Die jüngst so beliebte Kreuzung digitaler Filmtechnik mit zutiefst technikfeindlichen Geschichten ist darum hier keine Lösung. Während in Emmerichs »10.000 B.C.« oder Zack Snyders »300« der männliche Körper Kern und Maß aller guten Dinge sein muss und der archaische Technikskeptizismus im vollsten Vertrauen auf die digitalen Effekte herausgebrüllt wird, ist der Körper-/Technik-Kampf in »Avatar« komplexer. Das Schlichte und Wahre, zu dem wir mit den Na'vi vordringen, um mit Flugechsen wilde Sturzflüge zu erleben oder schwebende Felsen zu erklimmen, ist hier nicht allein Folge quasiesoterischer Vereinfachung. Vielmehr betreten wir mit Jake das Öko-Fantasialand von Pandora eben nur dank des Avatarprogramms. Zurück zur Natur ist eine Frage der Technologie, oder: Das Game ist die Welt.
Genau dort, weltweit, muss und will »Avatar« funktionieren und vereint darum neben ein paar interessanten Volten zu digitalen Medien vor allem jede Menge Kulturbrocken von überall.

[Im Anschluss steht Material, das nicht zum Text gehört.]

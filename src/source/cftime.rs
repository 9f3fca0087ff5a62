//! CF time coordinate decoding.
//!
//! Understands `"<unit> since <reference>"` strings with second, minute,
//! hour or day units on the standard (proleptic) Gregorian calendar.

use anyhow::{bail, Context, Result};
use chrono::{DateTime, Duration, NaiveDate, NaiveDateTime, Utc};

/// Parsed CF time units.
#[derive(Debug, Clone, Copy, PartialEq)]
pub struct CfTimeUnits {
    /// Length of one unit in seconds.
    pub seconds_per_unit: f64,
    pub reference: DateTime<Utc>,
}

impl CfTimeUnits {
    pub fn parse(units: &str, calendar: Option<&str>) -> Result<Self> {
        if let Some(calendar) = calendar {
            match calendar.to_lowercase().as_str() {
                "standard" | "gregorian" | "proleptic_gregorian" => {}
                other => bail!("Unsupported calendar: {}", other),
            }
        }

        let (unit, reference) = units
            .split_once(" since ")
            .with_context(|| format!("Time units lack 'since': {:?}", units))?;

        let seconds_per_unit = match unit.trim().to_lowercase().as_str() {
            "seconds" | "second" | "secs" | "sec" | "s" => 1.0,
            "minutes" | "minute" | "mins" | "min" => 60.0,
            "hours" | "hour" | "hrs" | "hr" | "h" => 3600.0,
            "days" | "day" | "d" => 86_400.0,
            other => bail!("Unsupported time unit: {}", other),
        };

        Ok(Self {
            seconds_per_unit,
            reference: parse_reference(reference.trim())?,
        })
    }

    pub fn to_datetime(&self, value: f64) -> Result<DateTime<Utc>> {
        if !value.is_finite() {
            bail!("Non-finite time value");
        }
        let millis = (value * self.seconds_per_unit * 1000.0).round() as i64;
        self.reference
            .checked_add_signed(Duration::milliseconds(millis))
            .with_context(|| format!("Time value {} overflows", value))
    }

    /// Inverse of [`to_datetime`](Self::to_datetime).
    pub fn from_datetime(&self, time: &DateTime<Utc>) -> f64 {
        (*time - self.reference).num_milliseconds() as f64 / 1000.0 / self.seconds_per_unit
    }
}

fn parse_reference(text: &str) -> Result<DateTime<Utc>> {
    let text = text.trim_end_matches('Z').trim_end_matches(" UTC").trim();

    const FORMATS: [&str; 4] = [
        "%Y-%m-%d %H:%M:%S%.f",
        "%Y-%m-%dT%H:%M:%S%.f",
        "%Y-%m-%d %H:%M",
        "%Y-%m-%dT%H:%M",
    ];
    for format in FORMATS {
        if let Ok(dt) = NaiveDateTime::parse_from_str(text, format) {
            return Ok(dt.and_utc());
        }
    }

    let date = NaiveDate::parse_from_str(text, "%Y-%m-%d")
        .with_context(|| format!("Cannot parse reference time {:?}", text))?;
    Ok(date
        .and_hms_opt(0, 0, 0)
        .context("Invalid midnight")?
        .and_utc())
}
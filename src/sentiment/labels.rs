use std::fmt;

use serde::Serialize;

/// Raw FinBERT classes in the order the upstream checkpoint ships them.
pub const DEFAULT_RAW_LABELS: &[&str] = &["positive", "negative", "neutral"];

/// Label exposed to API consumers.
#[derive(Debug, Clone, Copy, PartialEq, Eq, Serialize)]
pub enum DomainLabel {
    Bullish,
    Bearish,
    Neutral,
}

impl DomainLabel {
    pub fn as_str(self) -> &'static str {
        match self {
            DomainLabel::Bullish => "Bullish",
            DomainLabel::Bearish => "Bearish",
            DomainLabel::Neutral => "Neutral",
        }
    }
}

impl fmt::Display for DomainLabel {
    fn fmt(&self, f: &mut fmt::Formatter<'_>) -> fmt::Result {
        f.write_str(self.as_str())
    }
}

const DOMAIN_TABLE: &[(&str, DomainLabel)] = &[
    ("positive", DomainLabel::Bullish),
    ("negative", DomainLabel::Bearish),
    ("neutral", DomainLabel::Neutral),
];

/// Maps a raw classifier label onto the domain label set.
///
/// Matching ignores case and surrounding whitespace, which is looser than an
/// exact lookup in the table: checkpoints that ship `"Positive"` or
/// `"POSITIVE"` in their `id2label` still land on the right bucket.
/// Anything unrecognised falls back to [`DomainLabel::Neutral`].
pub fn map_raw_label(raw: &str) -> DomainLabel {
    let raw = raw.trim();
    DOMAIN_TABLE
        .iter()
        .find(|(name, _)| name.eq_ignore_ascii_case(raw))
        .map(|(_, label)| *label)
        .unwrap_or(DomainLabel::Neutral)
}
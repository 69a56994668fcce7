use std::{collections::BTreeMap, fs, path::Path};

use anyhow::{anyhow, Context, Result};
use candle::{DType, Device, IndexOp, Module, Tensor, D};
use candle_nn::{Linear, VarBuilder};
use candle_transformers::models::bert::{BertModel, Config as BertConfig};
use serde::Deserialize;
use tokenizers::{
    models::wordpiece::WordPiece,
    normalizers::{bert::BertNormalizer, NormalizerWrapper},
    pre_tokenizers::{bert::BertPreTokenizer, PreTokenizerWrapper},
    processors::{bert::BertProcessing, PostProcessorWrapper},
    Tokenizer, TruncationParams,
};
use tracing::{info, warn};

use super::{
    snapshot::{ModelFiles, TokenizerSource},
    RawPrediction, SentimentModel,
};
use crate::sentiment::labels::DEFAULT_RAW_LABELS;

const NUM_CLASSES: usize = 3;

/// `BertForSequenceClassification` checkpoint: encoder, tanh pooler over
/// `[CLS]`, linear head.
pub struct FinBertClassifier {
    model: BertModel,
    pooler: Linear,
    classifier: Linear,
    tokenizer: Tokenizer,
    device: Device,
    labels: Vec<String>,
}

/// Fields of `config.json` that `BertConfig` does not carry.
#[derive(Debug, Default, Deserialize)]
struct HeadConfig {
    #[serde(default)]
    id2label: Option<BTreeMap<String, String>>,
}

#[derive(Debug, Deserialize)]
struct TokenizerConfig {
    #[serde(default = "default_lower_case")]
    do_lower_case: bool,
}

fn default_lower_case() -> bool {
    true
}
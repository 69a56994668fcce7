use std::{net::SocketAddr, path::PathBuf};

use anyhow::{Context, Result};

pub const DEFAULT_MODEL_ID: &str = "ProsusAI/finbert";
pub const DEFAULT_BIND: &str = "0.0.0.0:8000";
pub const DEFAULT_MAX_LEN: usize = 512;

#[derive(Debug, Clone)]
pub struct ServiceConfig {
    /// Hub repository the weights are fetched from.
    pub model_id: String,
    /// Local snapshot with `config.json`, tokenizer and weights. Skips the Hub.
    pub snapshot_dir: Option<PathBuf>,
    /// `cpu`, `cuda` or `cuda:N`.
    pub device: String,
    pub max_len: usize,
    pub bind: SocketAddr,
}

impl ServiceConfig {
    /// Reads `FINBERT_*` variables, with `.env` values already loaded by `main`.
    pub fn from_env() -> Result<Self> {
        Self::from_lookup(|key| dotenvy::var(key).ok())
    }

    fn from_lookup<F>(lookup: F) -> Result<Self>
    where
        F: Fn(&str) -> Option<String>,
    {
        let var = |key: &str| lookup(key).filter(|v| !v.trim().is_empty());

        let model_id = var("FINBERT_MODEL_ID").unwrap_or_else(|| DEFAULT_MODEL_ID.to_string());
        let snapshot_dir = var("FINBERT_SNAPSHOT_DIR").map(PathBuf::from);
        let device = var("FINBERT_DEVICE").unwrap_or_else(|| "cpu".to_string());

        let max_len = match var("FINBERT_MAX_LEN") {
            Some(raw) => raw
                .trim()
                .parse::<usize>()
                .ok()
                .filter(|len| *len > 0)
                .with_context(|| format!("FINBERT_MAX_LEN must be a positive integer, got {raw:?}"))?,
            None => DEFAULT_MAX_LEN,
        };

        let bind_raw = var("FINBERT_BIND").unwrap_or_else(|| DEFAULT_BIND.to_string());
        let bind = bind_raw
            .trim()
            .parse::<SocketAddr>()
            .with_context(|| format!("FINBERT_BIND is not a socket address: {bind_raw:?}"))?;

        Ok(Self {
            model_id,
            snapshot_dir,
            device,
            max_len,
            bind,
        })
    }
}
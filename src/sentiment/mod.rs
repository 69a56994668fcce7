pub mod labels;

use std::sync::Arc;

use serde::{Deserialize, Serialize};
use thiserror::Error;
use tracing::{debug, error};

use crate::inference::SentimentModel;
use labels::{map_raw_label, DomainLabel};

#[derive(Debug, Clone, Deserialize)]
pub struct SentimentRequest {
    pub text: String,
}

#[derive(Debug, Clone, PartialEq, Serialize)]
pub struct SentimentResponse {
    pub label: DomainLabel,
    pub score: f32,
}

#[derive(Debug, Error)]
pub enum PredictError {
    /// The classifier failed to load at startup.
    #[error("Model not initialized")]
    Unavailable,
    #[error("{0}")]
    Internal(String),
}

/// Immutable context built once at startup and shared by every handler.
///
/// `model` is `None` when loading failed; that is the readiness flag, and it
/// never changes for the life of the process.
pub struct SentimentService {
    model: Option<Arc<dyn SentimentModel>>,
}

impl SentimentService {
    pub fn ready(model: Arc<dyn SentimentModel>) -> Self {
        Self { model: Some(model) }
    }

    pub fn unavailable() -> Self {
        Self { model: None }
    }

    pub fn model_loaded(&self) -> bool {
        self.model.is_some()
    }

    /// Runs one classification on the blocking pool and maps the raw class.
    pub async fn predict(&self, text: String) -> Result<SentimentResponse, PredictError> {
        let model = self.model.clone().ok_or(PredictError::Unavailable)?;

        let raw = tokio::task::spawn_blocking(move || model.classify(&text))
            .await
            .map_err(|e| PredictError::Internal(e.to_string()))?
            .map_err(|e| {
                error!("inference failed: {e:#}");
                PredictError::Internal(format!("{e:#}"))
            })?;

        if !(0.0..=1.0).contains(&raw.confidence) {
            return Err(PredictError::Internal(format!(
                "classifier returned invalid confidence {}",
                raw.confidence
            )));
        }

        let label = map_raw_label(&raw.label);
        debug!(raw = %raw.label, %label, score = raw.confidence, "classified");

        Ok(SentimentResponse {
            label,
            score: raw.confidence,
        })
    }
}
#![doc = include_str!("../README.md")]
#![doc(issue_tracker_base_url = "https://github.com/factordynamics/prices/issues/")]
#![cfg_attr(docsrs, feature(doc_cfg, doc_auto_cfg))]
#![warn(missing_docs)]
#![forbid(unsafe_code)]

//! Yahoo Finance source.
//!
//! This crate implements [`PriceSource`] on top of Yahoo Finance's chart API.
//!
//! # Features
//!
//! - Daily bars from a start date, or the full history with `since = None`
//! - Built-in rate limiting (1 request per second by default)
//! - Frames laid out as `Date, Open, High, Low, Close, Adj Close, Volume`
//!
//! # Example
//!
//! ```no_run
//! use prices_yahoo::YahooSource;
//! use prices_core::{PriceSource, Symbol};
//! use chrono::NaiveDate;
//!
//! # async fn example() -> prices_core::Result<()> {
//! let source = YahooSource::new();
//! let since = NaiveDate::from_ymd_opt(2017, 9, 4).unwrap();
//!
//! let df = source.fetch(&Symbol::new("GLD"), Some(since)).await?;
//! println!("Fetched {} rows", df.height());
//! # Ok(())
//! # }
//! ```

use std::sync::atomic::{AtomicU64, Ordering};
use std::time::Duration;

use async_trait::async_trait;
use chrono::{NaiveDate, TimeZone, Utc};
use polars::prelude::*;
use prices_core::{Host, PriceError, PriceSource, Result, Symbol};
use serde::Deserialize;
use tokio::time::sleep;
use tracing::debug;

/// Yahoo Finance chart API base URL.
const CHART_API_URL: &str = "https://query1.finance.yahoo.com/v8/finance/chart";

/// Default rate limit delay in milliseconds.
const DEFAULT_RATE_LIMIT_MS: u64 = 1000;

/// User agent for HTTP requests.
const USER_AGENT: &str = "Mozilla/5.0 (Macintosh; Intel Mac OS X 10_15_7) AppleWebKit/537.36";

/// Yahoo Finance source.
#[derive(Debug)]
pub struct YahooSource {
    client: reqwest::Client,
    rate_limit_ms: u64,
    last_request_time: AtomicU64,
}

impl YahooSource {
    /// Create a new Yahoo Finance source with default settings.
    ///
    /// Uses built-in rate limiting of 1 request per second.
    #[must_use]
    pub fn new() -> Self {
        Self::with_rate_limit(Duration::from_millis(DEFAULT_RATE_LIMIT_MS))
    }

    /// Create a new Yahoo Finance source with a custom HTTP client.
    #[must_use]
    pub fn with_client(client: reqwest::Client) -> Self {
        Self {
            client,
            rate_limit_ms: DEFAULT_RATE_LIMIT_MS,
            last_request_time: AtomicU64::new(0),
        }
    }

    /// Create a new Yahoo Finance source with custom rate limiting.
    #[must_use]
    pub fn with_rate_limit(rate_limit: Duration) -> Self {
        let client = reqwest::Client::builder()
            .user_agent(USER_AGENT)
            .timeout(Duration::from_secs(30))
            .build()
            .unwrap_or_else(|_| reqwest::Client::new());

        Self {
            client,
            rate_limit_ms: rate_limit.as_millis() as u64,
            last_request_time: AtomicU64::new(0),
        }
    }

    /// Apply rate limiting before making a request.
    async fn apply_rate_limit(&self) {
        let now = std::time::SystemTime::now()
            .duration_since(std::time::UNIX_EPOCH)
            .unwrap_or_default()
            .as_millis() as u64;

        let last = self.last_request_time.load(Ordering::Relaxed);
        let elapsed = now.saturating_sub(last);

        if elapsed < self.rate_limit_ms {
            let wait_time = self.rate_limit_ms - elapsed;
            debug!("Rate limiting: waiting {}ms", wait_time);
            sleep(Duration::from_millis(wait_time)).await;
        }

        self.last_request_time.store(
            std::time::SystemTime::now()
                .duration_since(std::time::UNIX_EPOCH)
                .unwrap_or_default()
                .as_millis() as u64,
            Ordering::Relaxed,
        );
    }

    /// Build the chart API URL for a symbol from an optional start date.
    fn build_chart_url(&self, symbol: &Symbol, since: Option<NaiveDate>) -> String {
        let window = match since.and_then(|d| d.and_hms_opt(0, 0, 0)) {
            Some(start) => format!(
                "period1={}&period2={}",
                Utc.from_utc_datetime(&start).timestamp(),
                Utc::now().timestamp()
            ),
            None => "range=max".to_string(),
        };

        format!(
            "{}/{}?{}&interval=1d&includeAdjustedClose=true",
            CHART_API_URL,
            symbol.as_str(),
            window
        )
    }

    /// Parse a chart response into a `Date, Open, High, Low, Close, Adj Close, Volume` frame.
    fn parse_chart_response(symbol: &Symbol, response: ChartResponse) -> Result<DataFrame> {
        let result = response
            .chart
            .result
            .unwrap_or_default()
            .into_iter()
            .next()
            .ok_or_else(|| PriceError::SymbolNotFound(symbol.to_string()))?;

        let timestamps = result.timestamp.unwrap_or_default();

        let quote = result
            .indicators
            .quote
            .into_iter()
            .next()
            .unwrap_or_default();

        let adj_close = result
            .indicators
            .adjclose
            .and_then(|ac| ac.into_iter().next())
            .map(|ac| ac.adjclose)
            .unwrap_or_default();

        let epoch = NaiveDate::default();
        let mut dates = Vec::with_capacity(timestamps.len());
        for &ts in &timestamps {
            let date = Utc
                .timestamp_opt(ts, 0)
                .single()
                .map(|dt| dt.date_naive())
                .ok_or_else(|| PriceError::Parse(format!("Invalid timestamp {ts}")))?;
            dates.push((date - epoch).num_days() as i32);
        }

        let n = dates.len();
        let closes = pad(quote.close, n);
        // Pad adjusted close if needed
        let adj_closes = if adj_close.len() == n {
            adj_close
        } else {
            closes.clone()
        };

        let date_col = Column::new("Date".into(), dates)
            .cast(&DataType::Date)
            .map_err(|e| PriceError::Other(e.to_string()))?;

        DataFrame::new(vec![
            date_col,
            Column::new("Open".into(), pad(quote.open, n)),
            Column::new("High".into(), pad(quote.high, n)),
            Column::new("Low".into(), pad(quote.low, n)),
            Column::new("Close".into(), closes),
            Column::new("Adj Close".into(), adj_closes),
            Column::new("Volume".into(), pad(quote.volume, n)),
        ])
        .map_err(|e| PriceError::Other(e.to_string()))
    }
}

/// Resize an indicator array to the timestamp count, filling with nulls.
fn pad<T: Clone>(mut values: Vec<Option<T>>, len: usize) -> Vec<Option<T>> {
    values.resize(len, None);
    values
}

impl Default for YahooSource {
    fn default() -> Self {
        Self::new()
    }
}

#[async_trait]
impl PriceSource for YahooSource {
    fn host(&self) -> Host {
        Host::Yahoo
    }

    fn description(&self) -> &str {
        "Yahoo Finance daily closes for equities, indices and ETFs"
    }

    async fn fetch(&self, symbol: &Symbol, since: Option<NaiveDate>) -> Result<DataFrame> {
        // Apply rate limiting
        self.apply_rate_limit().await;

        let url = self.build_chart_url(symbol, since);
        debug!("Fetching chart: {}", url);

        let response = self
            .client
            .get(&url)
            .send()
            .await
            .map_err(|e| PriceError::Network(e.to_string()))?;

        if response.status() == reqwest::StatusCode::TOO_MANY_REQUESTS {
            return Err(PriceError::RateLimited {
                provider: "Yahoo Finance".to_string(),
                retry_after: Some(Duration::from_secs(60)),
            });
        }

        if response.status() == reqwest::StatusCode::NOT_FOUND {
            return Err(PriceError::SymbolNotFound(symbol.to_string()));
        }

        if !response.status().is_success() {
            return Err(PriceError::Network(format!(
                "HTTP {} for {}",
                response.status(),
                symbol
            )));
        }

        let text = response
            .text()
            .await
            .map_err(|e| PriceError::Network(e.to_string()))?;
        let chart_response: ChartResponse =
            serde_json::from_str(&text).map_err(|e| PriceError::Parse(e.to_string()))?;

        // Check for API-level errors
        if let Some(error) = chart_response.chart.error {
            if error.code == "Not Found" {
                return Err(PriceError::SymbolNotFound(symbol.to_string()));
            }
            return Err(PriceError::Other(format!(
                "{}: {}",
                error.code, error.description
            )));
        }

        Self::parse_chart_response(symbol, chart_response)
    }
}

// ============================================================================
// Yahoo Finance API Response Types
// ============================================================================

/// Chart API response.
#[derive(Debug, Deserialize)]
struct ChartResponse {
    chart: ChartResult,
}

#[derive(Debug, Deserialize)]
struct ChartResult {
    result: Option<Vec<ChartData>>,
    error: Option<ApiError>,
}

#[derive(Debug, Deserialize)]
struct ApiError {
    code: String,
    description: String,
}

#[derive(Debug, Deserialize)]
struct ChartData {
    timestamp: Option<Vec<i64>>,
    indicators: Indicators,
}

#[derive(Debug, Deserialize)]
struct Indicators {
    quote: Vec<QuoteData>,
    adjclose: Option<Vec<AdjClose>>,
}

#[derive(Debug, Default, Deserialize)]
struct QuoteData {
    #[serde(default)]
    open: Vec<Option<f64>>,
    #[serde(default)]
    high: Vec<Option<f64>>,
    #[serde(default)]
    low: Vec<Option<f64>>,
    #[serde(default)]
    close: Vec<Option<f64>>,
    #[serde(default)]
    volume: Vec<Option<u64>>,
}

#[derive(Debug, Deserialize)]
struct AdjClose {
    adjclose: Vec<Option<f64>>,
}
//! In-memory store implementation.

use async_trait::async_trait;
use chrono::NaiveDate;
use prices_core::{PriceRow, PriceStore, ProviderEntry, Result, Symbol, WriteMode};
use tokio::sync::RwLock;
use tracing::{debug, instrument};

/// Simple in-memory store for testing and dry runs.
///
/// Rows are kept in insertion order in `RwLock`-protected vectors and are lost
/// when the store is dropped. Like the SQLite store, duplicates are not rejected.
#[derive(Debug, Default)]
pub struct InMemoryStore {
    prices: RwLock<Vec<PriceRow>>,
    providers: RwLock<Vec<ProviderEntry>>,
}

impl InMemoryStore {
    /// Create a new empty in-memory store.
    #[must_use]
    pub fn new() -> Self {
        Self::default()
    }

    /// Create a store seeded with a provider catalog.
    #[must_use]
    pub fn with_providers(entries: Vec<ProviderEntry>) -> Self {
        Self {
            prices: RwLock::default(),
            providers: RwLock::new(entries),
        }
    }

    /// Returns every stored price row in insertion order.
    pub async fn all_prices(&self) -> Vec<PriceRow> {
        self.prices.read().await.clone()
    }
}

#[async_trait]
impl PriceStore for InMemoryStore {
    async fn providers(&self) -> Result<Vec<ProviderEntry>> {
        Ok(self.providers.read().await.clone())
    }

    #[instrument(skip(self, entries), fields(count = entries.len()))]
    async fn write_providers(&self, entries: &[ProviderEntry], mode: WriteMode) -> Result<()> {
        let mut providers = self.providers.write().await;
        if mode == WriteMode::Replace {
            providers.clear();
        }
        providers.extend_from_slice(entries);
        debug!("Stored {} provider entries", entries.len());
        Ok(())
    }

    async fn prices(&self, symbol: &Symbol, since: Option<NaiveDate>) -> Result<Vec<PriceRow>> {
        let prices = self.prices.read().await;
        let mut rows: Vec<PriceRow> = prices
            .iter()
            .filter(|r| &r.symbol == symbol && since.is_none_or(|s| r.date >= s))
            .cloned()
            .collect();
        rows.sort_by_key(|r| r.date);
        Ok(rows)
    }

    async fn latest_date(&self, symbol: &Symbol) -> Result<Option<NaiveDate>> {
        let prices = self.prices.read().await;
        Ok(prices
            .iter()
            .filter(|r| &r.symbol == symbol)
            .map(|r| r.date)
            .max())
    }

    async fn row_count(&self, symbol: &Symbol) -> Result<usize> {
        let prices = self.prices.read().await;
        Ok(prices.iter().filter(|r| &r.symbol == symbol).count())
    }

    #[instrument(skip(self, rows), fields(count = rows.len()))]
    async fn write_prices(&self, rows: &[PriceRow], mode: WriteMode) -> Result<usize> {
        let mut prices = self.prices.write().await;
        if mode == WriteMode::Replace {
            prices.clear();
        }
        prices.extend_from_slice(rows);
        debug!("Stored {} price rows", rows.len());
        Ok(rows.len())
    }
}
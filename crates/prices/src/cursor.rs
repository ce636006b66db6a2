//! Incremental cursor choosing the next fetch start date for a symbol.
//!
//! Advancement skips weekends only. Public holidays are not accounted for, so
//! the cursor may point at a day the market was closed; the source then
//! returns nothing for that day. The updater never stores rows dated today,
//! so an unfinished session does not move the cursor.

use chrono::{Datelike, Days, NaiveDate, Weekday};

use prices_core::{PriceStore, Result, Symbol};

/// Returns the business day following `date`.
///
/// Friday, Saturday and Sunday all advance to the next Monday.
#[must_use]
pub fn next_business_day(date: NaiveDate) -> NaiveDate {
    let days = match date.weekday() {
        Weekday::Fri => 3,
        Weekday::Sat => 2,
        _ => 1,
    };
    date + Days::new(days)
}

/// Returns the date from which new rows of `symbol` must be fetched.
///
/// `None` means the symbol has no stored rows and its full history is needed.
/// The returned date may lie after today; deciding to skip is up to the caller.
pub async fn next_fetch_date<S>(store: &S, symbol: &Symbol) -> Result<Option<NaiveDate>>
where
    S: PriceStore + ?Sized,
{
    Ok(store.latest_date(symbol).await?.map(next_business_day))
}
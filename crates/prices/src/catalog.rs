//! Provider catalog import.
//!
//! The catalog is a CSV file with the headers
//! `symbol,description,source,host,comparison`; `comparison` may be omitted.
//! Importing replaces the whole `provider` table.

use std::fs::File;
use std::io::Read;
use std::path::Path;

use serde::Deserialize;
use tracing::info;

use prices_core::{Host, PriceError, PriceStore, ProviderEntry, Result, WriteMode};

#[derive(Debug, Deserialize)]
struct CatalogRecord {
    symbol: String,
    #[serde(default)]
    description: String,
    #[serde(default)]
    source: String,
    host: String,
    #[serde(default)]
    comparison: String,
}

/// Reads catalog entries from CSV.
///
/// An unrecognized host fails with [`PriceError::UnknownProvider`], a
/// malformed row with [`PriceError::Parse`].
pub fn read_catalog<R: Read>(reader: R) -> Result<Vec<ProviderEntry>> {
    let mut reader = csv::ReaderBuilder::new()
        .trim(csv::Trim::All)
        .from_reader(reader);

    let mut entries = Vec::new();
    for (idx, result) in reader.deserialize::<CatalogRecord>().enumerate() {
        // Header is line 1
        let line = idx + 2;
        let record =
            result.map_err(|e| PriceError::Parse(format!("Catalog line {line}: {e}")))?;
        if record.symbol.is_empty() {
            return Err(PriceError::Parse(format!("Catalog line {line}: empty symbol")));
        }

        let host: Host = record.host.parse()?;
        entries.push(
            ProviderEntry::new(record.symbol, host)
                .with_description(record.description)
                .with_source(record.source)
                .with_comparison(record.comparison),
        );
    }

    Ok(entries)
}

/// Reads catalog entries from a CSV file.
pub fn load_catalog(path: impl AsRef<Path>) -> Result<Vec<ProviderEntry>> {
    let path = path.as_ref();
    let file = File::open(path)
        .map_err(|e| PriceError::Other(format!("Failed to open catalog '{}': {e}", path.display())))?;
    read_catalog(file)
}

/// Replaces the provider table with the catalog at `path`.
pub async fn replace_providers(
    store: &dyn PriceStore,
    path: impl AsRef<Path>,
) -> Result<Vec<ProviderEntry>> {
    let path = path.as_ref();
    let entries = load_catalog(path)?;
    store.write_providers(&entries, WriteMode::Replace).await?;
    info!("Replaced provider with content from {}", path.display());
    Ok(entries)
}

#[cfg(test)]
mod tests {
    use super::*;
    use prices_core::Symbol;
    use prices_store::InMemoryStore;

    const CATALOG: &str = "\
symbol,description,source,host,comparison
WGC/GOLD_DAILY_USD,Gold price in USD,Value,quandl,Gold
GLD,SPDR Gold Shares,Close,yahoo,Gold
 FRED/DGS10 , US 10 year treasury ,Value, quandl ,10Year
";

    #[test]
    fn test_read_catalog() {
        let entries = read_catalog(CATALOG.as_bytes()).unwrap();

        assert_eq!(entries.len(), 3);
        assert_eq!(entries[0].host, Host::Quandl);
        assert_eq!(entries[1].symbol, Symbol::new("GLD"));
        assert_eq!(entries[1].source, "Close");
        assert_eq!(entries[2].symbol, Symbol::new("FRED/DGS10"));
        assert_eq!(entries[2].description, "US 10 year treasury");
        assert_eq!(entries[2].comparison, "10Year");
    }

    #[test]
    fn test_comparison_column_optional() {
        let entries =
            read_catalog("symbol,description,source,host\n^GSPC,S&P 500,Close,yahoo\n".as_bytes())
                .unwrap();
        assert_eq!(entries[0].comparison, "");
    }

    #[test]
    fn test_unknown_host() {
        let err = read_catalog("symbol,host\nAAPL,bloomberg\n".as_bytes()).unwrap_err();
        assert!(matches!(err, PriceError::UnknownProvider(_)));
    }

    #[test]
    fn test_missing_host_is_parse_error() {
        let err = read_catalog("symbol,description\nGLD,Gold\n".as_bytes()).unwrap_err();
        assert!(matches!(err, PriceError::Parse(_)));
    }

    #[tokio::test]
    async fn test_replace_providers() {
        let dir = tempfile::tempdir().unwrap();
        let path = dir.path().join("provider.csv");
        std::fs::write(&path, CATALOG).unwrap();

        let store = InMemoryStore::with_providers(vec![ProviderEntry::new("OLD", Host::Yahoo)]);
        replace_providers(&store, &path).await.unwrap();

        let providers = store.providers().await.unwrap();
        assert_eq!(providers.len(), 3);
        assert!(providers.iter().all(|p| p.symbol != Symbol::new("OLD")));
    }
}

Jesus hat unterm Baum der Erkenntnis Sex mit Pocahontas und konvertiert zum Buddhismus, bevor er das Jenseits zum Diesseits erklärt und als Drachenreiter für das totale Gleichgewicht auf einem Mond sorgt, der eigentlich ein großer Datenspeicher ist. Sie finden das gaga? Das kommt dabei heraus, wenn ein James-Cameron-Blockbuster das Gleichgewicht sucht und zum Glück nicht den kleinsten gemeinsamen Nenner will.